A partir du mois de mai 2015, B.V. a fait l'objet de
premières mesures de protection. Sur dénonciation de l'Adjointe au Chef
du Service cantonal de la Jeunesse de Sion et Directrice du Centre pour le
Développement et la Thérapie de l'Adulte et de l'Adolescent, à Sion
(CDTEA), qui suspectait que les parents B.F.________ usent de mauvais
traitements à l'égard de leur fils B.V., le Ministère public du Canton
du Valais a ouvert une enquête pénale pour voies de fait et violation du
devoir d'assistance et d'éducation à l'encontre de A.F. et
A.V.. Parallèlement alertée, l'Autorité de protection
Intercommunale de l'Enfant et de l'Adulte de Sion, Les Agettes et
Veysonnaz (ci-après : APEA) a désigné un curateur à l'enfant afin qu'il soit
représenté dans le cadre de la procédure pénale diligentée contre ses
parents et qu'il soit placé d'urgence dans un foyer. Au terme de l'enquête,
la situation dénoncée n'a finalement pas été confirmée, le comportement
des parents de l'enfant ne prêtant pas à critique.

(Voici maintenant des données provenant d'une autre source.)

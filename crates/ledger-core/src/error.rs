use std::path::PathBuf;
use thiserror::Error;

/// Errors surfaced outside the silent-skip ingestion path.
///
/// Ingestion faults and invalid query arguments never produce one of these;
/// they are recovered where they happen.
#[derive(Error, Debug)]
pub enum LedgerError {
    /// A file could not be opened or read from disk.
    #[error("Failed to read file {path}: {source}")]
    FileRead {
        path: PathBuf,
        #[source]
        source: std::io::Error,
    },

    /// The configured data directory does not exist.
    #[error("Data path not found: {0}")]
    DataPathNotFound(PathBuf),

    /// A configuration value is missing or invalid.
    #[error("Configuration error: {0}")]
    Config(String),

    /// A report could not be serialized.
    #[error("Failed to serialize JSON: {0}")]
    JsonSerialize(#[from] serde_json::Error),

    /// Pass-through for any raw I/O error that does not carry a path.
    #[error(transparent)]
    Io(#[from] std::io::Error),
}

/// Convenience alias used throughout the ledger crates.
pub type Result<T> = std::result::Result<T, LedgerError>;
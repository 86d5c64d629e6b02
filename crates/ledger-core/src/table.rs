//! Dense profit storage indexed by (month, day, commodity).

use chrono::Month;

use crate::catalog::{month_index, Commodity, Day, COMMODITIES, DAYS, MONTHS, MONTH_CATALOG};

/// Daily profits for every month, day and commodity of the ledger year.
///
/// Cells start at zero, so a day without a record reads the same as a
/// recorded break-even. The table is written through `&mut` while loading
/// and only read through `&` afterwards.
#[derive(Debug, Clone, PartialEq, Eq)]
pub struct ProfitTable {
    cells: [[[i32; COMMODITIES]; DAYS]; MONTHS],
}

impl Default for ProfitTable {
    fn default() -> Self {
        Self::new()
    }
}

impl ProfitTable {
    /// An all-zero table.
    pub fn new() -> Self {
        Self {
            cells: [[[0; COMMODITIES]; DAYS]; MONTHS],
        }
    }

    /// Profit recorded for one cell.
    pub fn get(&self, month: Month, day: Day, commodity: Commodity) -> i32 {
        self.cells[month_index(month)][day.index()][commodity.index()]
    }

    /// Overwrite one cell.
    pub fn set(&mut self, month: Month, day: Day, commodity: Commodity, profit: i32) {
        self.cells[month_index(month)][day.index()][commodity.index()] = profit;
    }

    /// Sum of every commodity's profit on one day.
    pub fn day_total(&self, month: Month, day: Day) -> i64 {
        self.cells[month_index(month)][day.index()]
            .iter()
            .map(|&p| i64::from(p))
            .sum()
    }

    /// Sum of every commodity's profit over the days `first..=last`.
    pub fn days_total(&self, month: Month, first: Day, last: Day) -> i64 {
        Day::all()
            .filter(|&day| first <= day && day <= last)
            .map(|day| self.day_total(month, day))
            .sum()
    }

    /// One commodity's profit summed over a whole month.
    pub fn month_total(&self, month: Month, commodity: Commodity) -> i64 {
        self.cells[month_index(month)]
            .iter()
            .map(|day| i64::from(day[commodity.index()]))
            .sum()
    }

    /// One commodity's profit summed over the whole year.
    pub fn year_total(&self, commodity: Commodity) -> i64 {
        MONTH_CATALOG
            .iter()
            .map(|&m| self.month_total(m, commodity))
            .sum()
    }

    /// One commodity's daily profits as a single 336-day timeline, month
    /// by month and day by day within each month.
    pub fn timeline(&self, commodity: Commodity) -> impl Iterator<Item = i32> + '_ {
        let c = commodity.index();
        self.cells
            .iter()
            .flat_map(move |month| month.iter().map(move |day| day[c]))
    }
}

// ── Tests ─────────────────────────────────────────────────────────────────────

L'enfant a réintégré le
domicile familial le 24 juin 2015 et la procédure pénale a été clôturée par
une ordonnance de classement du 15 janvier 2016. Les agissements de
B.V., qui se livrait à des comportements à caractère sexuel en
classe, suscitant cependant l'inquiétude des intervenants sociaux, l'Office
pour la Protection de l'enfant, à Sion, a conseillé à l'APEA d'instaurer une
mesure de surveillance judiciaire au sens de l'art. 307 al. 3 CC en faveur
des deux enfants du couple. La mère ayant entre-temps quitté la Suisse
avec ses deux fils pour s'établir en France, dans la région d'Antibes, l'APEA
n'a cependant pas pu mettre en place la mesure préconisée et a signalé la
situation de la famille B.F.________ aux autorités françaises compétentes.
A la suite du signalement de l'APEA, les intervenants sociaux
de la Maison des Solidarités Départementales (ci-après : la MSD) de
Vallauris ont établi un rapport d'évaluation à l'attention de la Justice de
paix du district d'Aigle qu'ils lui ont transmis le 18 janvier 2016.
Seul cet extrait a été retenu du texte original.